Brigitte Macron ‘in constant state of alertness about appearance’
Auzière said the cyberbullying had left her mother in a “constant state of alertness” regarding her appearance.
“She is no longer at ease in any aspect of her life,” she told the court.
“She has to pay attention to what she wears, how she holds herself because she knows that her image can be distorted,” said Auziere, adding it had led to a “deterioration of her health”.
“It’s impossible for her to have a normal life without being reminded of the attacks she is subjected to.”
She asked the court not to underestimate “the anxiety this caused her, in terms of what her loved ones, especially her grandchildren”.
“This whirlwind is having a growing impact on her living conditions and health.”
Emmanuel Macron, President of France, with his wife Brigitte Macron. Photo / In Pictures via Getty Images
“This has repercussions on her children and grandchildren. They hear things at school such as, ‘Your grandmother is a man’. I don’t know how to make it stop,” she said.
“It’s something that affects her greatly,” she told the court.
The Macrons started criminal proceedings two years ago after there was no let-up in the torrent of claims that Macron, 72, had been born Jean-Michel Trogneux and underwent gender reassignment before taking part in a supposed conspiracy to seduce the future President, who is 24 years her junior.
In reality, Trogneux is Macron’s reclusive older brother.
Auzière said that the uncle in question was alive and well.
“I saw my uncle a few months ago, he’s in great shape.”
In an interview with The Telegraph last year, Auzière expressed disdain for conspiracy theories regarding her mother, saying: “I find those kinds of polemics grotesque, on the same level as being told we are all being governed by lizards”.

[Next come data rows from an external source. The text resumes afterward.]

// src/version_cache.rs

use std::collections::BTreeMap;
use std::fs;
use std::path::Path;

use serde::{Deserialize, Serialize};

use crate::error::{Error, Result};
use crate::target::{DependencyVersionKind, TargetDependency};

/// Picks concrete version tags for SemVer-pinned dependencies and remembers
/// the choice, keyed by the full predicate, so that later invocations resolve
/// to the same tag.
///
/// The recorded data round-trips through a JSON file without semantic loss.
#[derive(Debug, Clone, Default, PartialEq, Eq, Serialize, Deserialize)]
#[serde(transparent)]
pub struct DepsVersionCache {
    data: BTreeMap<String, String>,
}

impl DepsVersionCache {
    pub fn new() -> Self {
        Self::default()
    }

    pub fn from_data(data: BTreeMap<String, String>) -> Self {
        Self { data }
    }

    pub fn data(&self) -> &BTreeMap<String, String> {
        &self.data
    }

    /// Loads the cache from a JSON file; a missing file yields an empty cache.
    pub fn load(path: &Path) -> Result<Self> {
        if !path.exists() {
            return Ok(Self::new());
        }
        let text = fs::read_to_string(path)?;
        Ok(serde_json::from_str(&text)?)
    }

    pub fn save(&self, path: &Path) -> Result<()> {
        if let Some(parent) = path.parent() {
            fs::create_dir_all(parent)?;
        }
        fs::write(path, serde_json::to_string_pretty(self)?)?;
        Ok(())
    }

    /// Returns the newest version tag satisfying the dependency's predicate.
    ///
    /// Raw tags bypass selection entirely. Otherwise the cache is consulted
    /// first; on a miss, `fetch_versions` supplies the candidate tags, which
    /// are filtered by the predicate (invalid SemVer strings are silently
    /// dropped), sorted descending, and the first pick is recorded.
    pub fn latest_matching(
        &mut self,
        target_module: &str,
        dep: &TargetDependency,
        name: &str,
        fetch_versions: &mut dyn FnMut(&TargetDependency, &str) -> Result<Vec<String>>,
    ) -> Result<String> {
        let kind = dep.kind();

        if kind == DependencyVersionKind::RawTag {
            return Ok(dep.version.clone());
        }

        let key = format!("{}:{}{}{}", dep.ns, dep.name, kind.as_str(), dep.version);
        if let Some(existing) = self.data.get(&key) {
            return Ok(existing.clone());
        }

        let required = dep.version_sv.clone().ok_or_else(|| {
            Error::dependency(
                Some(target_module.to_string()),
                format!("dependency '{}' has no parsed version", dep.raw),
            )
        })?;

        let available = fetch_versions(dep, name)?;
        if available.is_empty() {
            return Err(Error::dependency(
                Some(target_module.to_string()),
                format!("no versions for '{}'", dep.raw),
            ));
        }

        let mut matching: Vec<(semver::Version, String)> = available
            .iter()
            .filter_map(|tag| {
                semver::Version::parse(tag.trim_start_matches('v'))
                    .ok()
                    .map(|parsed| (parsed, tag.clone()))
            })
            .filter(|(candidate, _)| match kind {
                DependencyVersionKind::RawTag => true,
                DependencyVersionKind::Equal => *candidate == required,
                DependencyVersionKind::Greater => *candidate > required,
                DependencyVersionKind::GreaterEqual => *candidate >= required,
                DependencyVersionKind::Less => *candidate < required,
                DependencyVersionKind::LessEqual => *candidate <= required,
                DependencyVersionKind::SameMinor => {
                    *candidate >= required
                        && candidate.major == required.major
                        && candidate.minor == required.minor
                }
                DependencyVersionKind::SameMajor => {
                    *candidate >= required && candidate.major == required.major
                }
            })
            .collect();

        if matching.is_empty() {
            return Err(Error::dependency(
                Some(target_module.to_string()),
                format!("no matching versions for '{}'", dep.raw),
            ));
        }

        matching.sort_by(|(a, _), (b, _)| b.cmp(a));
        let chosen = matching[0].1.clone();

        log::debug!("picked version {chosen} for '{}'", dep.raw);

        self.data.insert(key, chosen.clone());
        Ok(chosen)
    }
}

“So our response to that – or my mother’s response – was to file a legal complaint, and I trust the law to re-establish the truth there. The law does have to intervene in instances like that. On a national level, it needs to condemn that kind of behaviour, and beyond that, on a European level, we need to think about what kind of legal arsenal people should have at their disposal.”
The cyber-bullying trial comes just three months after Macron and her husband filed a defamation lawsuit in the United States against Candace Owens, a conservative podcaster, over similar claims.
Several of those on trial in Paris shared posts from the US influencer.
The defendants, who also include a town councillor, a teacher and an IT expert, have cast the trial as a bid by France’s ruling elite to stifle free speech.
Another defendant, a self-styled spiritual medium called Amandine Roy, said: “If there was real justice in France, these charges would never have existed”.
The trial is being closely watched across the Atlantic, where the Macrons are planning to offer “scientific” evidence and photos proving that the first lady is not transgender, according to their US lawyer.
Despite this, Owens fired off a tweet on Monday that read: “If it walks like a dude, talks like a dude, and is listed in the French tax registry as a dude, then it’s the First Dude of France”.
That was a reference to revelations on Sunday that Macron was given a male name on her personal tax record by a team of hackers.